▶ **DESCRIPTION OF THE TASK**: Exact copies of all the lines below are required.

——————————

//! WebSocket upgrade handler

use axum::{
    extract::{
        ws::{Message, WebSocket, WebSocketUpgrade},
        State,
    },
    response::Response,
};
use futures::stream::{SplitSink, SplitStream};
use futures::{SinkExt, StreamExt};
use tokio::sync::broadcast;
use tracing::{debug, error, info, warn};
use uuid::Uuid;

use crate::app::AppState;
use crate::util::rate_limit::FrameRateLimiter;
use crate::ws::hub::Connection;
use crate::ws::protocol::{ClientMsg, ServerMsg};
use crate::ws::session::Session;

/// WebSocket upgrade handler
pub async fn ws_handler(ws: WebSocketUpgrade, State(state): State<AppState>) -> Response {
    ws.on_upgrade(move |socket| handle_socket(socket, state))
}

/// Handle the upgraded WebSocket connection
async fn handle_socket(socket: WebSocket, state: AppState) {
    let session_id = Uuid::new_v4();
    info!(session_id = %session_id, "A player has connected");

    let (ws_sink, ws_stream) = socket.split();

    // Channel must exist before the session queues the world snapshot
    let connection = state.hub.register(session_id);
    let session = Session::open(
        session_id,
        state.game.clone(),
        state.hub.clone(),
        state.leaderboard.clone(),
    );

    let writer_handle = tokio::spawn(write_loop(session_id, ws_sink, connection));

    run_session(session, ws_stream, FrameRateLimiter::new(state.config.max_frames_per_sec)).await;

    // Cleanup on disconnect
    state.hub.unregister(&session_id);
    writer_handle.abort();

    info!(session_id = %session_id, "WebSocket connection closed");
}

/// Reader loop: WebSocket -> session
async fn run_session(
    mut session: Session,
    mut ws_stream: SplitStream<WebSocket>,
    mut rate_limiter: FrameRateLimiter,
) {
    while let Some(result) = ws_stream.next().await {
        match result {
            Ok(frame) => {
                if dispatch_frame(&mut session, &mut rate_limiter, frame) == FrameAction::Close {
                    break;
                }
            }
            Err(e) => {
                error!(session_id = %session.id(), error = %e, "WebSocket error");
                break;
            }
        }
    }

    session.close();
}

/// What the reader loop does after a frame
#[derive(Debug, Clone, Copy, PartialEq, Eq)]
enum FrameAction {
    Continue,
    Close,
}

/// Hand one inbound frame to the session. Over-quota and malformed frames
/// are dropped without touching the session.
fn dispatch_frame(
    session: &mut Session,
    rate_limiter: &mut FrameRateLimiter,
    frame: Message,
) -> FrameAction {
    let session_id = session.id();

    match frame {
        Message::Text(text) => {
            if !rate_limiter.check_frame() {
                warn!(
                    session_id = %session_id,
                    dropped = rate_limiter.dropped(),
                    "Rate limited input message"
                );
                return FrameAction::Continue;
            }

            match serde_json::from_str::<ClientMsg>(&text) {
                Ok(client_msg) => session.handle(client_msg),
                Err(e) => {
                    warn!(session_id = %session_id, error = %e, "Failed to parse client message");
                }
            }
            FrameAction::Continue
        }
        Message::Binary(_) => {
            warn!(session_id = %session_id, "Received binary message, ignoring");
            FrameAction::Continue
        }
        Message::Ping(_) | Message::Pong(_) => FrameAction::Continue,
        Message::Close(_) => {
            info!(session_id = %session_id, "Client initiated close");
            FrameAction::Close
        }
    }
}

/// Writer loop: direct + broadcast channels -> WebSocket
async fn write_loop(
    session_id: Uuid,
    mut ws_sink: SplitSink<WebSocket, Message>,
    mut connection: Connection,
) {
    loop {
        let msg = tokio::select! {
            // Direct first so the initial world precedes any roster update
            biased;
            Some(msg) = connection.direct_rx.recv() => msg,
            result = connection.broadcast_rx.recv() => match result {
                Ok(msg) => msg,
                Err(broadcast::error::RecvError::Lagged(n)) => {
                    warn!(
                        session_id = %session_id,
                        lagged_count = n,
                        "Client lagged, skipping {} messages", n
                    );
                    // Continue - don't disconnect for lag
                    continue;
                }
                Err(broadcast::error::RecvError::Closed) => {
                    debug!(session_id = %session_id, "Broadcast channel closed");
                    break;
                }
            },
        };

        if let Err(e) = send_msg(&mut ws_sink, &msg).await {
            debug!(session_id = %session_id, error = %e, "WebSocket send failed");
            break;
        }
    }
}

/// Send a message over WebSocket
async fn send_msg(sink: &mut SplitSink<WebSocket, Message>, msg: &ServerMsg) -> Result<(), String> {
    let json = serde_json::to_string(msg).map_err(|e| e.to_string())?;
    sink.send(Message::Text(json))
        .await
        .map_err(|e| e.to_string())
}

#[cfg(test)]
mod tests {
    use std::sync::Arc;

    use super::*;
    use crate::game::testing::core_with_seed;
    use crate::game::GameCore;
    use crate::store::{Leaderboard, MemoryLedger};
    use crate::ws::hub::Hub;
    use crate::ws::session::SessionState;

    struct Fixture {
        game: Arc<GameCore>,
        session: Session,
        connection: Connection,
    }

    fn fixture(seed: u64) -> Fixture {
        let game = Arc::new(core_with_seed(seed));
        let hub = Hub::new();
        let leaderboard = Leaderboard::new(Arc::new(MemoryLedger::new()), hub.clone(), 3);
        let id = Uuid::new_v4();
        let mut connection = hub.register(id);
        let session = Session::open(id, game.clone(), hub, leaderboard);
        // Opening world
        assert!(matches!(connection.direct_rx.try_recv(), Ok(ServerMsg::World(_))));

        Fixture {
            game,
            session,
            connection,
        }
    }

    fn text(json: &str) -> Message {
        Message::Text(json.to_string())
    }

    #[tokio::test]
    async fn test_valid_frame_reaches_session() {
        let mut f = fixture(1);
        let mut limiter = FrameRateLimiter::new(30);

        let action = dispatch_frame(&mut f.session, &mut limiter, text(r#"{"type":"start"}"#));

        assert_eq!(action, FrameAction::Continue);
        assert_eq!(f.session.state(), SessionState::Active);
        assert!(matches!(
            f.connection.direct_rx.try_recv(),
            Ok(ServerMsg::PlayerAssigned(_))
        ));
    }

    #[tokio::test]
    async fn test_malformed_frames_are_dropped() {
        let mut f = fixture(2);
        let mut limiter = FrameRateLimiter::new(30);

        for frame in [
            text("not json"),
            text(r#"{"type":"teleport"}"#),
            text(r#"{"type":"move","x":1,"y":1}"#),
            Message::Binary(vec![1, 2, 3]),
        ] {
            assert_eq!(
                dispatch_frame(&mut f.session, &mut limiter, frame),
                FrameAction::Continue
            );
        }

        assert_eq!(f.session.state(), SessionState::Connected);
        assert_eq!(f.game.player_count(), 0);
        assert!(f.connection.direct_rx.try_recv().is_err());
    }

    #[tokio::test]
    async fn test_over_quota_frames_are_dropped() {
        let mut f = fixture(3);
        let mut limiter = FrameRateLimiter::new(1);

        dispatch_frame(&mut f.session, &mut limiter, text(r#"{"type":"start"}"#));
        assert!(matches!(
            f.connection.direct_rx.try_recv(),
            Ok(ServerMsg::PlayerAssigned(_))
        ));

        // A second start would normally be answered with already_started
        let action = dispatch_frame(&mut f.session, &mut limiter, text(r#"{"type":"start"}"#));

        assert_eq!(action, FrameAction::Continue);
        assert_eq!(limiter.dropped(), 1);
        assert_eq!(f.session.state(), SessionState::Active);
        assert_eq!(f.game.player_count(), 1);
        assert!(f.connection.direct_rx.try_recv().is_err());
    }

    #[tokio::test]
    async fn test_close_frame_ends_read_loop() {
        let mut f = fixture(4);
        let mut limiter = FrameRateLimiter::new(30);

        assert_eq!(
            dispatch_frame(&mut f.session, &mut limiter, Message::Ping(vec![])),
            FrameAction::Continue
        );
        assert_eq!(
            dispatch_frame(&mut f.session, &mut limiter, Message::Close(None)),
            FrameAction::Close
        );
    }
}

——————————

▶ **WRITTEN ANSWER**:
//! WebSocket upgrade handler

use axum::{
    extract::{
        ws::{Message, WebSocket, WebSocketUpgrade},
        State,
    },
    response::Response,
};
use futures::stream::{SplitSink, SplitStream};
use futures::{SinkExt, StreamExt};
use tokio::sync::broadcast;
use tracing::{debug, error, info, warn};
use uuid::Uuid;

use crate::app::AppState;
use crate::util::rate_limit::FrameRateLimiter;
use crate::ws::hub::Connection;
use crate::ws::protocol::{ClientMsg, ServerMsg};
use crate::ws::session::Session;

/// WebSocket upgrade handler
pub async fn ws_handler(ws: WebSocketUpgrade, State(state): State<AppState>) -> Response {
    ws.on_upgrade(move |socket| handle_socket(socket, state))
}

/// Handle the upgraded WebSocket connection
async fn handle_socket(socket: WebSocket, state: AppState) {
    let session_id = Uuid::new_v4();
    info!(session_id = %session_id, "A player has connected");

    let (ws_sink, ws_stream) = socket.split();

    // Channel must exist before the session queues the world snapshot
    let connection = state.hub.register(session_id);
    let session = Session::open(
        session_id,
        state.game.clone(),
        state.hub.clone(),
        state.leaderboard.clone(),
    );

    let writer_handle = tokio::spawn(write_loop(session_id, ws_sink, connection));

    run_session(session, ws_stream, FrameRateLimiter::new(state.config.max_frames_per_sec)).await;

    // Cleanup on disconnect
    state.hub.unregister(&session_id);
    writer_handle.abort();

    info!(session_id = %session_id, "WebSocket connection closed");
}

/// Reader loop: WebSocket -> session
async fn run_session(
    mut session: Session,
    mut ws_stream: SplitStream<WebSocket>,
    mut rate_limiter: FrameRateLimiter,
) {
    while let Some(result) = ws_stream.next().await {
        match result {
            Ok(frame) => {
                if dispatch_frame(&mut session, &mut rate_limiter, frame) == FrameAction::Close {
                    break;
                }
            }
            Err(e) => {
                error!(session_id = %session.id(), error = %e, "WebSocket error");
                break;
            }
        }
    }

    session.close();
}

/// What the reader loop does after a frame
#[derive(Debug, Clone, Copy, PartialEq, Eq)]
enum FrameAction {
    Continue,
    Close,
}

/// Hand one inbound frame to the session. Over-quota and malformed frames
/// are dropped without touching the session.
fn dispatch_frame(
    session: &mut Session,
    rate_limiter: &mut FrameRateLimiter,
    frame: Message,
) -> FrameAction {
    let session_id = session.id();

    match frame {
        Message::Text(text) => {
            if !rate_limiter.check_frame() {
                warn!(
                    session_id = %session_id,
                    dropped = rate_limiter.dropped(),
                    "Rate limited input message"
                );
                return FrameAction::Continue;
            }

            match serde_json::from_str::<ClientMsg>(&text) {
                Ok(client_msg) => session.handle(client_msg),
                Err(e) => {
                    warn!(session_id = %session_id, error = %e, "Failed to parse client message");
                }
            }
            FrameAction::Continue
        }
        Message::Binary(_) => {
            warn!(session_id = %session_id, "Received binary message, ignoring");
            FrameAction::Continue
        }
        Message::Ping(_) | Message::Pong(_) => FrameAction::Continue,
        Message::Close(_) => {
            info!(session_id = %session_id, "Client initiated close");
            FrameAction::Close
        }
    }
}

/// Writer loop: direct + broadcast channels -> WebSocket
async fn write_loop(
    session_id: Uuid,
    mut ws_sink: SplitSink<WebSocket, Message>,
    mut connection: Connection,
) {
    loop {
        let msg = tokio::select! {
            // Direct first so the initial world precedes any roster update
            biased;
            Some(msg) = connection.direct_rx.recv() => msg,
            result = connection.broadcast_rx.recv() => match result {
                Ok(msg) => msg,
                Err(broadcast::error::RecvError::Lagged(n)) => {
                    warn!(
                        session_id = %session_id,
                        lagged_count = n,
                        "Client lagged, skipping {} messages", n
                    );
                    // Continue - don't disconnect for lag
                    continue;
                }
                Err(broadcast::error::RecvError::Closed) => {
                    debug!(session_id = %session_id, "Broadcast channel closed");
                    break;
                }
            },
        };

        if let Err(e) = send_msg(&mut ws_sink, &msg).await {
            debug!(session_id = %session_id, error = %e, "WebSocket send failed");
            break;
        }
    }
}

/// Send a message over WebSocket
async fn send_msg(sink: &mut SplitSink<WebSocket, Message>, msg: &ServerMsg) -> Result<(), String> {
    let json = serde_json::to_string(msg).map_err(|e| e.to_string())?;
    sink.send(Message::Text(json))
        .await
        .map_err(|e| e.to_string())
}

#[cfg(test)]
mod tests {
    use std::sync::Arc;

    use super::*;
    use crate::game::testing::core_with_seed;
    use crate::game::GameCore;
    use crate::store::{Leaderboard, MemoryLedger};
    use crate::ws::hub::Hub;
    use crate::ws::session::SessionState;

    struct Fixture {
        game: Arc<GameCore>,
        session: Session,
        connection: Connection,
    }

    fn fixture(seed: u64) -> Fixture {
        let game = Arc::new(core_with_seed(seed));
        let hub = Hub::new();
        let leaderboard = Leaderboard::new(Arc::new(MemoryLedger::new()), hub.clone(), 3);
        let id = Uuid::new_v4();
        let mut connection = hub.register(id);
        let session = Session::open(id, game.clone(), hub, leaderboard);
        // Opening world
        assert!(matches!(connection.direct_rx.try_recv(), Ok(ServerMsg::World(_))));

        Fixture {
            game,
            session,
            connection,
        }
    }

    fn text(json: &str) -> Message {
        Message::Text(json.to_string())
    }

    #[tokio::test]
    async fn test_valid_frame_reaches_session() {
        let mut f = fixture(1);
        let mut limiter = FrameRateLimiter::new(30);

        let action = dispatch_frame(&mut f.session, &mut limiter, text(r#"{"type":"start"}"#));

        assert_eq!(action, FrameAction::Continue);
        assert_eq!(f.session.state(), SessionState::Active);
        assert!(matches!(
            f.connection.direct_rx.try_recv(),
            Ok(ServerMsg::PlayerAssigned(_))
        ));
    }

    #[tokio::test]
    async fn test_malformed_frames_are_dropped() {
        let mut f = fixture(2);
        let mut limiter = FrameRateLimiter::new(30);

        for frame in [
            text("not json"),
            text(r#"{"type":"teleport"}"#),
            text(r#"{"type":"move","x":1,"y":1}"#),
            Message::Binary(vec![1, 2, 3]),
        ] {
            assert_eq!(
                dispatch_frame(&mut f.session, &mut limiter, frame),
                FrameAction::Continue
            );
        }

        assert_eq!(f.session.state(), SessionState::Connected);
        assert_eq!(f.game.player_count(), 0);
        assert!(f.connection.direct_rx.try_recv().is_err());
    }

    #[tokio::test]
    async fn test_over_quota_frames_are_dropped() {
        let mut f = fixture(3);
        let mut limiter = FrameRateLimiter::new(1);

        dispatch_frame(&mut f.session, &mut limiter, text(r#"{"type":"start"}"#));
        assert!(matches!(
            f.connection.direct_rx.try_recv(),
            Ok(ServerMsg::PlayerAssigned(_))
        ));

        // A second start would normally be answered with already_started
        let action = dispatch_frame(&mut f.session, &mut limiter, text(r#"{"type":"start"}"#));

        assert_eq!(action, FrameAction::Continue);
        assert_eq!(limiter.dropped(), 1);
        assert_eq!(f.session.state(), SessionState::Active);
        assert_eq!(f.game.player_count(), 1);
        assert!(f.connection.direct_rx.try_recv().is_err());
    }

    #[tokio::test]
    async fn test_close_frame_ends_read_loop() {
        let mut f = fixture(4);
        let mut limiter = FrameRateLimiter::new(30);

        assert_eq!(
            dispatch_frame(&mut f.session, &mut limiter, Message::Ping(vec![])),
            FrameAction::Continue
        );
        assert_eq!(
            dispatch_frame(&mut f.session, &mut limiter, Message::Close(None)),
            FrameAction::Close
        );
    }
}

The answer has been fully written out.